Fully wireless pacing is by no means science fiction, as N Oesterle MD, Vice President for Medicine and Technology at Medtronic, showed at TEDMED, held last October in San Diego: The next generation cardiac pacemaker will be inserted via catheter through the blood vessels, the right ventricle and the septum into the left chamber. There, right at the pacing site, the device will be fastened to the ventricle wall with four hooks. These hooks – and this is the most amazing idea behind the technology – serve as leads (Fig. 2). Oesterle expects this technology to reach marketability in three to four years.

Telemonitoring
Technology can indeed develop from science fiction to clinical reality in just a few years – as telemonitoring shows. Today, data are transmitted from a pacemaker, implantable cardioverter/defibrillator (ICD), or CRT device to an internet-based platform from where they can be retrieved by the physician.
Biotronik Home Monitoring by Biotronik SE & Co. KG Berlin handles this communication wireless, automatically and safely via the frequency range reserved for medical implants (403 MHz) and the mobile phone network. Technical and clinical data are regularly coded and transmitted to the Biotronik computer centre where they are decoded, analysed and summarised in reports that the physician in charge can access via internet (Fig. 3). Clinically relevant data are transmitted instantaneously and the physician is alerted via text message, e-mail or fax. This not only improves early detection and allows timely intervention by the physician but also reduces the number of visits at the physician’s office.
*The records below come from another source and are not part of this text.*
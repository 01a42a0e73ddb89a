//! Functions available to every template.
//!
//! | Name | Arguments | Result |
//! |------|-----------|--------|
//! | `trimLeft` | string | the string without leading whitespace |
//! | `lines` | string | list of the string's lines |
//! | `split` | separator, string | list of the parts between separators |
//! | `indent` | prefix, string | prefix followed by the string |
//! | `errorString` | any | text of a causing error, empty for nil |
//! | `print` | any... | operands concatenated, spaces between non-strings |
//! | `len` | string, list or map | its length |
//! | `not` | any | negated truthiness |
//! | `eq` | any, any | equality |
//!
//! `split` and `indent` take the text last so they work at the end of a pipeline:
//! `{{.StackTrace | split "\n"}}`.

use std::collections::HashMap;
use std::sync::{Arc, OnceLock};

use super::{TemplateError, Value};

/// A function callable from a template.
pub type TemplateFn = Arc<dyn Fn(&[Value]) -> Result<Value, TemplateError> + Send + Sync>;

/// Functions by name.
pub type FuncMap = HashMap<String, TemplateFn>;

static BUILTINS: OnceLock<FuncMap> = OnceLock::new();

/// Functions every template can call.
pub fn builtins() -> &'static FuncMap {
    BUILTINS.get_or_init(|| {
        let mut funcs = FuncMap::new();
        register(&mut funcs, "trimLeft", trim_left);
        register(&mut funcs, "lines", lines);
        register(&mut funcs, "split", split);
        register(&mut funcs, "indent", indent);
        register(&mut funcs, "errorString", error_string);
        register(&mut funcs, "print", print);
        register(&mut funcs, "len", len);
        register(&mut funcs, "not", not);
        register(&mut funcs, "eq", eq);
        funcs
    })
}

fn register(
    funcs: &mut FuncMap,
    name: &str,
    f: fn(&[Value]) -> Result<Value, TemplateError>,
) {
    funcs.insert(name.to_string(), Arc::new(f));
}

fn arity(func: &'static str, args: &[Value], want: usize) -> Result<(), TemplateError> {
    if args.len() == want {
        Ok(())
    } else {
        Err(TemplateError::Arity { func, want, got: args.len() })
    }
}

fn string_arg(value: &Value) -> Result<&str, TemplateError> {
    value.as_str().ok_or(TemplateError::Type { expected: "string", got: value.kind() })
}

/// Left-trims whitespace.
pub fn trim_left(args: &[Value]) -> Result<Value, TemplateError> {
    arity("trimLeft", args, 1)?;
    Ok(Value::Str(string_arg(&args[0])?.trim_start().to_string()))
}

/// Splits text into lines; a trailing newline does not produce an empty line.
pub fn lines(args: &[Value]) -> Result<Value, TemplateError> {
    arity("lines", args, 1)?;
    let text = string_arg(&args[0])?;
    Ok(Value::List(text.lines().map(Value::from).collect()))
}

/// Splits text on every occurrence of a separator.
pub fn split(args: &[Value]) -> Result<Value, TemplateError> {
    arity("split", args, 2)?;
    let separator = string_arg(&args[0])?;
    let text = string_arg(&args[1])?;
    if separator.is_empty() {
        return Ok(Value::List(text.chars().map(|c| Value::Str(c.to_string())).collect()));
    }
    Ok(Value::List(text.split(separator).map(Value::from).collect()))
}

/// Prepends a prefix to a line.
pub fn indent(args: &[Value]) -> Result<Value, TemplateError> {
    arity("indent", args, 2)?;
    let prefix = string_arg(&args[0])?;
    let line = string_arg(&args[1])?;
    let mut out = String::with_capacity(prefix.len() + line.len());
    out.push_str(prefix);
    out.push_str(line);
    Ok(Value::Str(out))
}

/// Text of an optional causing error; empty when there is none.
pub fn error_string(args: &[Value]) -> Result<Value, TemplateError> {
    arity("errorString", args, 1)?;
    Ok(Value::Str(match &args[0] {
        Value::Nil => String::new(),
        Value::Error(text) | Value::Str(text) => text.clone(),
        other => other.to_string(),
    }))
}

/// Concatenates operands, adding spaces between operands when neither is a string.
pub fn print(args: &[Value]) -> Result<Value, TemplateError> {
    let mut out = String::new();
    for (i, arg) in args.iter().enumerate() {
        if i > 0 && !matches!(arg, Value::Str(_)) && !matches!(args[i - 1], Value::Str(_)) {
            out.push(' ');
        }
        out.push_str(&arg.to_string());
    }
    Ok(Value::Str(out))
}

pub fn len(args: &[Value]) -> Result<Value, TemplateError> {
    arity("len", args, 1)?;
    let n = match &args[0] {
        Value::Str(s) => s.len(),
        Value::List(items) => items.len(),
        Value::Map(entries) => entries.len(),
        other => return Err(TemplateError::Type { expected: "string, list or map", got: other.kind() }),
    };
    Ok(Value::Int(i64::try_from(n).unwrap_or(i64::MAX)))
}

pub fn not(args: &[Value]) -> Result<Value, TemplateError> {
    arity("not", args, 1)?;
    Ok(Value::Bool(!args[0].is_truthy()))
}

pub fn eq(args: &[Value]) -> Result<Value, TemplateError> {
    arity("eq", args, 2)?;
    Ok(Value::Bool(args[0] == args[1]))
}
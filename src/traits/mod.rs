//! Extension traits for producing [`ExtError`](crate::ExtError)s from other error types.
//!
//! - [`ResultExt`]: wraps a failed `Result`'s error as the causing error of a new `ExtError`

pub mod result_ext;

pub use result_ext::ResultExt;
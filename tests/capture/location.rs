use exterror::traits::ResultExt;
use exterror::{exterror, function_name, ExtError, Location};
use std::io;

/// `module_path!()` spells a keyword-named test crate as `r#mod`; type names do not.
fn qualified(function: &str) -> String {
    format!("{}::{function}", module_path!().trim_start_matches("r#"))
}

#[test]
fn new_records_file_and_line_of_the_caller() {
    let line = line!() + 1;
    let err = ExtError::new(1234, "test error #1");

    assert_eq!(err.location().filename(), "location.rs");
    assert_eq!(err.location().line(), line);
}

#[test]
fn new_resolves_the_enclosing_function() {
    let err = ExtError::new(1, "function lookup");

    let function = err.location().calling_function();
    assert!(
        function.ends_with("location::new_resolves_the_enclosing_function"),
        "unexpected calling function: {function}"
    );
}

#[test]
fn with_parent_records_the_caller_too() {
    let parent = io::Error::new(io::ErrorKind::Other, "root cause");
    let line = line!() + 1;
    let err = ExtError::with_parent(2, "wrapped", parent);

    assert_eq!(err.location().filename(), "location.rs");
    assert_eq!(err.location().line(), line);
}

#[test]
fn macro_records_exact_function_name() {
    let line = line!() + 1;
    let err = exterror!(6, "test error #6");

    assert_eq!(
        err.location().calling_function(),
        qualified("macro_records_exact_function_name")
    );
    assert_eq!(err.location().filename(), "location.rs");
    assert_eq!(err.location().line(), line);
}

#[test]
fn function_name_ignores_closures() {
    let name = (|| function_name!())();
    assert_eq!(name, qualified("function_name_ignores_closures"));
}

#[test]
fn location_caller_points_at_the_call() {
    let line = line!() + 1;
    let location = Location::caller();

    assert_eq!(location.filename(), "location.rs");
    assert_eq!(location.line(), line);
    assert!(location.calling_function().ends_with("location_caller_points_at_the_call"));
}

#[test]
fn result_ext_records_the_wrapping_site() {
    let result: Result<(), io::Error> = Err(io::Error::new(io::ErrorKind::NotFound, "missing"));
    let line = line!() + 1;
    let err = result.ext_err(3, "lookup failed").unwrap_err();

    assert_eq!(err.location().filename(), "location.rs");
    assert_eq!(err.location().line(), line);
}

#[test]
fn location_is_fixed_at_creation() {
    let err = ExtError::new(4, "fixed");
    let before = err.location().clone();

    let err = err.with_debug_msg("more detail").with_debug_field("k", 1);
    let _ = err.render();

    assert_eq!(err.location(), &before);
}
In the TRUST Landmark study Niraj Varma et al. of Cleveland Clinic, Ohio, compared 473 ICD patients who received conventional follow-up – out-patient presentation after 3, 6, 9, 12 and 15 months – with 977 patients who presented only twice – after three and 15 months – for follow-up and underwent Biotronik Home Monitoring (and were called in as required). This procedure decreased the number of hospitalisations by 45% within one year – while maintaining utmost patient safety.
Furthermore, the study showed that arrhythmias are detected much earlier: The time between a recorded event and its analysis by a physician occurred on average in less than two days compared to 36 days in the control group [Source: Circulation 2010;122:325-32].
 

Cardiac contractility modulation (CCM) is an upcoming method to treat cardiac insufficiency of those patients who do not or no longer benefit from cardiac resynchronisation therapy – which applies to at least 30% of them [Source: Eur J Heart Fail 2007;9:955–8].
In contrast to conventional cardiac pacing, CCM signals do not initiate a heartbeat. In contrast to cardiac resynchronisation therapy, CCM do not alter the activation sequence. Instead, CCM signals are delivered after a preset delay following detection of muscle activation. This augments the calcium influx into the heart muscle cell – and calcium is essential for cardiac contractility. The effect is an improved ejection fraction, thus an improved exercise capacity, measured by peak oxygen consumption, and a better quality of life.
Moreover, Christian Butter, head of cardiology at Brandenburg Heart Centre and one of the pioneering investigators of CCM, confirms ‘there is no adverse effect on long-term survival’.
He recently reported 59 consecutive patients who underwent CCM therapy [Source: Europace 2011 Jun 28; Epub ahead of print] with implantation of an Optimiser system from Impulse Dynamics, presently the only manufacturer of such a device (pic. 1).
Since its clinical introduction, there are more than 750 patients treated with CCM in Europe. Germany, often berated for restrictive reimbursement of innovative therapies, has included this therapy in its DRG system: With a cost weight of 9.018, and depending on their base rate, hospitals earn about €27,000.